Friday, January 13, 2012

Technology—Photoshop

When I started shooting professionally, the big technological innovation was TTL metering. WOW! I shot film for over 35 years and because of my process and the way I was trained, I spent as much time in the darkroom as I did behind the camera.
I've heard a lot of discussion about the "evils" of Photoshop recently. Personally, there is nothing I can do in Photoshop that couldn't be done in a darkroom. Photoshop does make it a lot easier to do. Is digital the same as film? No. But then Tri-X Pan wasn't Kodachrome either. Different media, different processes, different results--but great results were produced with both. I admit, I was a late-comer to digital cameras—my F3s had to be pried from my fingers. I love my Nikon DSLRs.

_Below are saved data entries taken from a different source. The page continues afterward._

use secrecy::{ExposeSecret, SecretString};

use super::config::{API_KEY_ENV, AppConfig};
use crate::errors::ChatError;

/// Bearer token for the chat-completion endpoint.
///
/// Lives only for the duration of a request. `Debug` never prints the value.
#[derive(Debug)]
pub struct Credential(SecretString);

impl Credential {
    #[must_use]
    pub fn new(token: impl Into<String>) -> Self {
        Self(SecretString::from(token.into()))
    }

    /// Picks the explicit value when it is non-blank, otherwise whatever
    /// `XAI_API_KEY` held when `config` was read. The chosen value is kept as is.
    ///
    /// # Errors
    ///
    /// Returns `ChatError::MissingCredential` if neither source has a value.
    pub fn resolve(explicit: Option<&str>, config: &AppConfig) -> Result<Self, ChatError> {
        let non_blank = |s: &&str| !s.trim().is_empty();
        explicit
            .filter(non_blank)
            .or_else(|| config.xai_api_key.as_deref().filter(non_blank))
            .map(Self::new)
            .ok_or_else(|| {
                ChatError::MissingCredential(format!(
                    "provide an API key or set the {API_KEY_ENV} environment variable"
                ))
            })
    }

    #[must_use]
    pub fn is_empty(&self) -> bool {
        self.0.expose_secret().trim().is_empty()
    }

    pub(crate) fn bearer_header(&self) -> String {
        format!("Bearer {}", self.0.expose_secret())
    }
}
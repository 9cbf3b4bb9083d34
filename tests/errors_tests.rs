use std::error::Error;
use grok_chat::errors::ChatError;
use serde_json::json;

#[test]
fn test_chat_error_implements_error_trait() {
    fn assert_error<T: Error>(_: &T) {}

    let error = ChatError::Transport("test error".to_string());
    assert_error(&error);
}

#[test]
fn test_chat_error_display() {
    let error = ChatError::Transport("connection refused".to_string());
    assert_eq!(format!("{error}"), "Request Error: connection refused");

    let error = ChatError::MissingCredential("no key".to_string());
    assert_eq!(format!("{error}"), "Missing credential: no key");

    let error = ChatError::InvalidRequest("user message must not be empty".to_string());
    assert_eq!(
        format!("{error}"),
        "Invalid request: user message must not be empty"
    );
}

#[test]
fn test_api_json_is_pretty_printed() {
    let error = ChatError::api_json(&json!({"error": "invalid key"}));
    assert_eq!(
        format!("{error}"),
        "API Error: {\n  \"error\": \"invalid key\"\n}"
    );
}

#[test]
fn test_api_text_keeps_http_error_and_body() {
    let error = ChatError::api_text("HTTP status server error (502 Bad Gateway)", "<html>bad gateway</html>");
    assert_eq!(
        format!("{error}"),
        "API Error: HTTP status server error (502 Bad Gateway)\nResponse: <html>bad gateway</html>"
    );
}

#[test]
fn test_chat_error_from_conversions() {
    // Only checks that the conversion exists
    #[allow(unused)]
    #[allow(clippy::items_after_statements)]
    fn _check_reqwest_conversion(err: reqwest::Error) -> ChatError {
        ChatError::from(err)
    }
}
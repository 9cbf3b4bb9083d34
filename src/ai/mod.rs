//! All LLM endpoint functionality

pub mod client;

// Re-export main types for convenience
pub use client::{ChatRequestHandler, XAI_CHAT_COMPLETIONS_URL};
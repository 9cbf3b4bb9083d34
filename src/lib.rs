/// grok-chat - a form-style client for the xAI Grok chat-completion endpoint.
///
/// Each submission sends one system/user message pair to
/// `https://api.x.ai/v1/chat/completions` and shows either the assistant's
/// reply (with the full JSON body available) or a single error line.
///
/// # Architecture
///
/// - `core` holds the data model, the credential and environment config
/// - `ai` holds the `ChatRequestHandler` that performs the HTTP call
/// - `form` and `views` are the input and output sides of the form
/// - reqwest for HTTP, tracing for structured logs
///
/// # Example
///
/// ```no_run
/// use grok_chat::ai::ChatRequestHandler;
/// use grok_chat::core::config::AppConfig;
/// use grok_chat::form::ChatForm;
/// use grok_chat::views::ChatView;
///
/// #[tokio::main]
/// async fn main() -> Result<(), Box<dyn std::error::Error>> {
///     grok_chat::setup_logging();
///
///     let config = AppConfig::from_env();
///     let handler = ChatRequestHandler::new()?;
///     let form = ChatForm {
///         user_message: "What is the capital of France?".to_string(),
///         temperature: 0.2,
///         ..ChatForm::default()
///     };
///
///     match form.submit(&handler, &config).await {
///         ChatView::Reply { assistant_text, .. } => {
///             println!("{}", assistant_text.unwrap_or_default());
///         }
///         ChatView::Error(message) => eprintln!("{message}"),
///     }
///
///     Ok(())
/// }
/// ```
// Module declarations
pub mod ai;
pub mod core;
pub mod errors;
pub mod form;
pub mod prompt;
pub mod views;

/// Configure structured logging with JSON format.
///
/// Logs go to stderr so stdout only carries chat output. The level comes from
/// `RUST_LOG` and defaults to `info`. Calling this more than once is harmless.
///
/// # Example
///
/// ```
/// grok_chat::setup_logging();
/// ```
pub fn setup_logging() {
    setup_logging_with_default("info");
}

/// Same as [`setup_logging`] with a caller-chosen fallback when `RUST_LOG` is unset.
pub fn setup_logging_with_default(default_level: &str) {
    use tracing_subscriber::prelude::*;
    use tracing_subscriber::{EnvFilter, fmt};

    let filter =
        EnvFilter::try_from_default_env().unwrap_or_else(|_| EnvFilter::new(default_level));
    let fmt_layer = fmt::layer()
        .json()
        .with_target(true)
        .with_writer(std::io::stderr);

    let _ = tracing_subscriber::registry()
        .with(filter)
        .with(fmt_layer)
        .try_init();
}
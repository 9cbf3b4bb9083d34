use thiserror::Error;

#[derive(Debug, Error)]
pub enum ChatError {
    #[error("Missing credential: {0}")]
    MissingCredential(String),

    /// The endpoint answered with a non-2xx status.
    #[error("API Error: {0}")]
    Api(String),

    #[error("Request Error: {0}")]
    Transport(String),

    #[error("Invalid request: {0}")]
    InvalidRequest(String),

    #[error("Request Error: {0}")]
    InvalidResponse(String),
}

impl ChatError {
    /// Builds the error for a non-2xx reply from the parsed JSON body.
    #[must_use]
    pub fn api_json(detail: &serde_json::Value) -> Self {
        let pretty = serde_json::to_string_pretty(detail).unwrap_or_else(|_| detail.to_string());
        ChatError::Api(pretty)
    }

    /// Builds the error for a non-2xx reply whose body is not JSON.
    #[must_use]
    pub fn api_text(http_error: &str, body: &str) -> Self {
        ChatError::Api(format!("{http_error}\nResponse: {body}"))
    }
}

impl From<reqwest::Error> for ChatError {
    fn from(error: reqwest::Error) -> Self {
        ChatError::Transport(error.to_string())
    }
}
use std::env;

/// Environment variable holding the xAI bearer token.
pub const API_KEY_ENV: &str = "XAI_API_KEY";

/// Environment variable overriding the default model name.
pub const MODEL_ENV: &str = "XAI_MODEL";

#[derive(Debug, Clone, Default)]
pub struct AppConfig {
    pub xai_api_key: Option<String>,
    pub xai_model: Option<String>,
}

impl AppConfig {
    #[must_use]
    pub fn from_env() -> Self {
        Self::from_lookup(|name| env::var(name).ok())
    }

    /// Same as [`AppConfig::from_env`] but reads values through `lookup`.
    /// Blank values are treated as unset.
    pub fn from_lookup<F>(lookup: F) -> Self
    where
        F: Fn(&str) -> Option<String>,
    {
        let non_blank = |name: &str| lookup(name).filter(|v| !v.trim().is_empty());
        Self {
            xai_api_key: non_blank(API_KEY_ENV),
            xai_model: non_blank(MODEL_ENV),
        }
    }
}
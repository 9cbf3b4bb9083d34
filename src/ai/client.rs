//! xAI chat-completion client
//!
//! One `POST /v1/chat/completions` per call. No retries, no streaming.

use reqwest::Client;
use reqwest::header::{AUTHORIZATION, CONTENT_TYPE, HeaderMap, HeaderValue};
use serde_json::Value;
use tracing::{info, warn};

use crate::core::credential::Credential;
use crate::core::models::{ApiResponse, RequestConfig};
use crate::errors::ChatError;

pub const XAI_CHAT_COMPLETIONS_URL: &str = "https://api.x.ai/v1/chat/completions";

/// Sends a single chat-completion request and hands back the raw JSON body.
#[derive(Debug, Clone)]
pub struct ChatRequestHandler {
    http: Client,
    endpoint: String,
}

impl ChatRequestHandler {
    /// # Errors
    ///
    /// Returns an error if the HTTP client cannot be built.
    pub fn new() -> Result<Self, ChatError> {
        Self::with_endpoint(XAI_CHAT_COMPLETIONS_URL)
    }

    /// Handler that posts to `endpoint` instead of the xAI URL.
    ///
    /// # Errors
    ///
    /// Returns an error if the HTTP client cannot be built.
    pub fn with_endpoint(endpoint: impl Into<String>) -> Result<Self, ChatError> {
        let http = Client::builder()
            .build()
            .map_err(|e| ChatError::Transport(format!("Failed to build HTTP client: {e}")))?;

        Ok(Self {
            http,
            endpoint: endpoint.into(),
        })
    }

    #[must_use]
    pub fn endpoint(&self) -> &str {
        &self.endpoint
    }

    /// # Errors
    ///
    /// - `MissingCredential` if `credential` is blank; nothing is sent.
    /// - `Transport` if no response was received.
    /// - `Api` if the endpoint answered with a non-2xx status.
    /// - `InvalidResponse` if a 2xx body is not JSON.
    pub async fn send(
        &self,
        config: &RequestConfig,
        credential: &Credential,
    ) -> Result<ApiResponse, ChatError> {
        if credential.is_empty() {
            return Err(ChatError::MissingCredential(
                "API key must not be empty".to_string(),
            ));
        }

        #[cfg(feature = "debug-logs")]
        tracing::debug!("Chat completion messages:\n{:?}", config.messages());

        info!(
            model = config.model(),
            messages = config.messages().len(),
            temperature = config.temperature().value(),
            "Sending chat completion request"
        );

        let headers = request_headers(credential)?;

        let response = self
            .http
            .post(&self.endpoint)
            .headers(headers)
            .json(&config.payload())
            .send()
            .await
            .map_err(|e| {
                warn!("Chat completion request failed before a response: {e}");
                ChatError::Transport(e.to_string())
            })?;

        let status = response.status();
        if !status.is_success() {
            let http_error = response
                .error_for_status_ref()
                .err()
                .map_or_else(|| format!("HTTP status {status}"), |e| e.to_string());
            let body = response.text().await.unwrap_or_else(|e| {
                format!("Failed to read error response body (status {status}): {e}")
            });
            warn!(status = status.as_u16(), "Chat completion request rejected");

            return Err(match serde_json::from_str::<Value>(&body) {
                Ok(detail) => ChatError::api_json(&detail),
                Err(_) => ChatError::api_text(&http_error, &body),
            });
        }

        let body = response.text().await?;
        let json: Value = serde_json::from_str(&body).map_err(|e| {
            ChatError::InvalidResponse(format!(
                "Failed to parse chat completion response: {e}\nResponse: {body}"
            ))
        })?;

        info!(status = status.as_u16(), "Chat completion request succeeded");
        Ok(ApiResponse::new(json))
    }
}

fn request_headers(credential: &Credential) -> Result<HeaderMap, ChatError> {
    let mut headers = HeaderMap::new();

    let mut auth_value = HeaderValue::from_str(&credential.bearer_header()).map_err(|e| {
        ChatError::InvalidRequest(format!("Invalid Authorization header: {e}"))
    })?;
    auth_value.set_sensitive(true);
    headers.insert(AUTHORIZATION, auth_value);
    headers.insert(CONTENT_TYPE, HeaderValue::from_static("application/json"));

    Ok(headers)
}

#[cfg(test)]
mod tests {
    use super::*;
    use crate::core::models::Temperature;

    #[test]
    fn test_request_headers_marks_authorization_sensitive() {
        let headers = request_headers(&Credential::new("xai-test")).unwrap();
        let auth = headers.get(AUTHORIZATION).unwrap();
        assert!(auth.is_sensitive());
        assert_eq!(auth.to_str().unwrap(), "Bearer xai-test");
        assert_eq!(headers.get(CONTENT_TYPE).unwrap(), "application/json");
    }

    #[test]
    fn test_request_headers_rejects_control_characters() {
        let err = request_headers(&Credential::new("bad\nkey")).unwrap_err();
        assert!(matches!(err, ChatError::InvalidRequest(_)));
    }

    #[tokio::test]
    async fn test_send_blank_credential_fails_before_network() {
        // Port 9 (discard) is never contacted because the credential check runs first.
        let handler = ChatRequestHandler::with_endpoint("http://127.0.0.1:9/v1/chat/completions")
            .unwrap();
        let config =
            RequestConfig::new(None, Temperature::default(), None, "hello").unwrap();

        let err = handler
            .send(&config, &Credential::new("   "))
            .await
            .unwrap_err();
        assert!(matches!(err, ChatError::MissingCredential(_)));
    }

    #[test]
    fn test_default_endpoint() {
        let handler = ChatRequestHandler::new().unwrap();
        assert_eq!(handler.endpoint(), XAI_CHAT_COMPLETIONS_URL);
    }
}
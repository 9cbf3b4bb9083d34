use std::process::ExitCode;

use anyhow::Result;
use clap::Parser;
use serde_json::Value;
use tokio::io::{AsyncBufReadExt, BufReader};
use tracing::debug;

use grok_chat::ai::ChatRequestHandler;
use grok_chat::core::config::AppConfig;
use grok_chat::form::ChatForm;
use grok_chat::prompt::DEFAULT_SYSTEM_MESSAGE;
use grok_chat::views::{ChatView, full_response_text};

const USAGE: &str = "\
Usage:
  1. Pass your xAI API key with --api-key or set XAI_API_KEY
  2. Optionally change the system message with --system (an empty string drops it)
  3. Give your message with --message, or type one message per line on stdin
  4. Adjust --temperature if desired (0 for focused answers, higher for more creative ones)

Your API key is never stored and is only used for the current request.";

#[derive(Parser)]
#[command(name = "grok-chat")]
#[command(version, about = "Send a message to xAI Grok and print the reply", after_long_help = USAGE)]
struct Cli {
    /// xAI API key. Falls back to XAI_API_KEY.
    #[arg(long)]
    api_key: Option<String>,

    /// Model name. Falls back to XAI_MODEL, then grok-2-latest.
    #[arg(short, long)]
    model: Option<String>,

    /// Sets the behavior of the assistant.
    #[arg(short, long, default_value = DEFAULT_SYSTEM_MESSAGE)]
    system: String,

    /// Higher values make the output more random, lower values more focused.
    #[arg(short, long, default_value_t = 0.0)]
    temperature: f64,

    /// Message to send. Without it, each stdin line is sent as its own request.
    #[arg(long)]
    message: Option<String>,

    /// Also print the full JSON response.
    #[arg(long)]
    show_response: bool,

    #[arg(short, long)]
    verbose: bool,
}

#[tokio::main]
async fn main() -> Result<ExitCode> {
    let cli = Cli::parse();
    grok_chat::setup_logging_with_default(if cli.verbose { "debug" } else { "warn" });

    let config = AppConfig::from_env();
    let handler = ChatRequestHandler::new()?;
    let form = ChatForm {
        api_key: cli.api_key,
        model: cli.model,
        system_message: cli.system,
        user_message: String::new(),
        temperature: cli.temperature,
    };

    if let Some(message) = cli.message {
        let form = ChatForm {
            user_message: message,
            ..form
        };
        if !form.can_submit() {
            anyhow::bail!("message must not be empty");
        }
        let view = form.submit(&handler, &config).await;
        print_view(&view, cli.show_response);
        return Ok(if view.is_error() {
            ExitCode::FAILURE
        } else {
            ExitCode::SUCCESS
        });
    }

    let mut lines = BufReader::new(tokio::io::stdin()).lines();
    while let Some(line) = lines.next_line().await? {
        let submission = ChatForm {
            user_message: line,
            ..form.clone()
        };
        if !submission.can_submit() {
            debug!("Skipping empty message");
            continue;
        }
        let view = submission.submit(&handler, &config).await;
        print_view(&view, cli.show_response);
    }

    Ok(ExitCode::SUCCESS)
}

fn print_view(view: &ChatView, show_response: bool) {
    match view {
        ChatView::Reply {
            assistant_text,
            full_response,
        } => {
            if let Some(text) = assistant_text {
                println!("{text}");
            }
            if show_response {
                print_full_response(full_response);
            }
        }
        ChatView::Error(message) => eprintln!("{message}"),
    }
}

fn print_full_response(body: &Value) {
    println!("--- Full API Response ---");
    println!("{}", full_response_text(body));
}
//! Input side of the chat form.
//!
//! Turns the raw field values into a `RequestConfig` plus `Credential` and
//! drives one submission through the handler.

use tracing::info;

use crate::ai::ChatRequestHandler;
use crate::core::config::AppConfig;
use crate::core::credential::Credential;
use crate::core::models::{RequestConfig, Temperature};
use crate::errors::ChatError;
use crate::prompt::DEFAULT_SYSTEM_MESSAGE;
use crate::views::ChatView;

/// Raw values as entered by the user.
#[derive(Debug, Clone, PartialEq)]
pub struct ChatForm {
    pub api_key: Option<String>,
    pub model: Option<String>,
    pub system_message: String,
    pub user_message: String,
    pub temperature: f64,
}

impl Default for ChatForm {
    fn default() -> Self {
        Self {
            api_key: None,
            model: None,
            system_message: DEFAULT_SYSTEM_MESSAGE.to_string(),
            user_message: String::new(),
            temperature: 0.0,
        }
    }
}

impl ChatForm {
    /// Submission stays disabled until there is something to send.
    #[must_use]
    pub fn can_submit(&self) -> bool {
        !self.user_message.is_empty()
    }

    /// Resolves the credential first so a missing key never reaches the network.
    ///
    /// The model falls back to `XAI_MODEL`, then to the built-in default.
    ///
    /// # Errors
    ///
    /// Returns `MissingCredential` or `InvalidRequest` for unusable input.
    pub fn build_request(
        &self,
        config: &AppConfig,
    ) -> Result<(RequestConfig, Credential), ChatError> {
        let credential = Credential::resolve(self.api_key.as_deref(), config)?;
        let temperature = Temperature::new(self.temperature)?;
        let model = self.model.as_deref().or(config.xai_model.as_deref());

        let request = RequestConfig::new(
            model,
            temperature,
            Some(self.system_message.as_str()),
            &self.user_message,
        )?;

        Ok((request, credential))
    }

    /// Runs one request/response round trip and converts the outcome for display.
    pub async fn submit(&self, handler: &ChatRequestHandler, config: &AppConfig) -> ChatView {
        let result = match self.build_request(config) {
            Ok((request, credential)) => handler.send(&request, &credential).await,
            Err(e) => Err(e),
        };

        if let Err(ref e) = result {
            info!("Chat submission failed: {e}");
        }

        ChatView::from_result(result)
    }
}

I have had to change my processes, but everything I learned is still relevent—focal length, ISO, aperature, shutter speed, depth of field, zone system, etc.
I think some people get lost in thinking of it as only a qualitative question. My 16-year old son is fond of asking things like, "which is better, a Ferrari or a Taurus?" It really isn't a fair comparison of values or qualities, it is a comparison of differences. Digital is different from film, but that doesn't make it any better or worse.
I still shoot both, I still shoot the same way, and my back-end processes are completely different. Obviously the results are different, but one media is no more or less art than the other. As Trent said, "they are all just tools to me."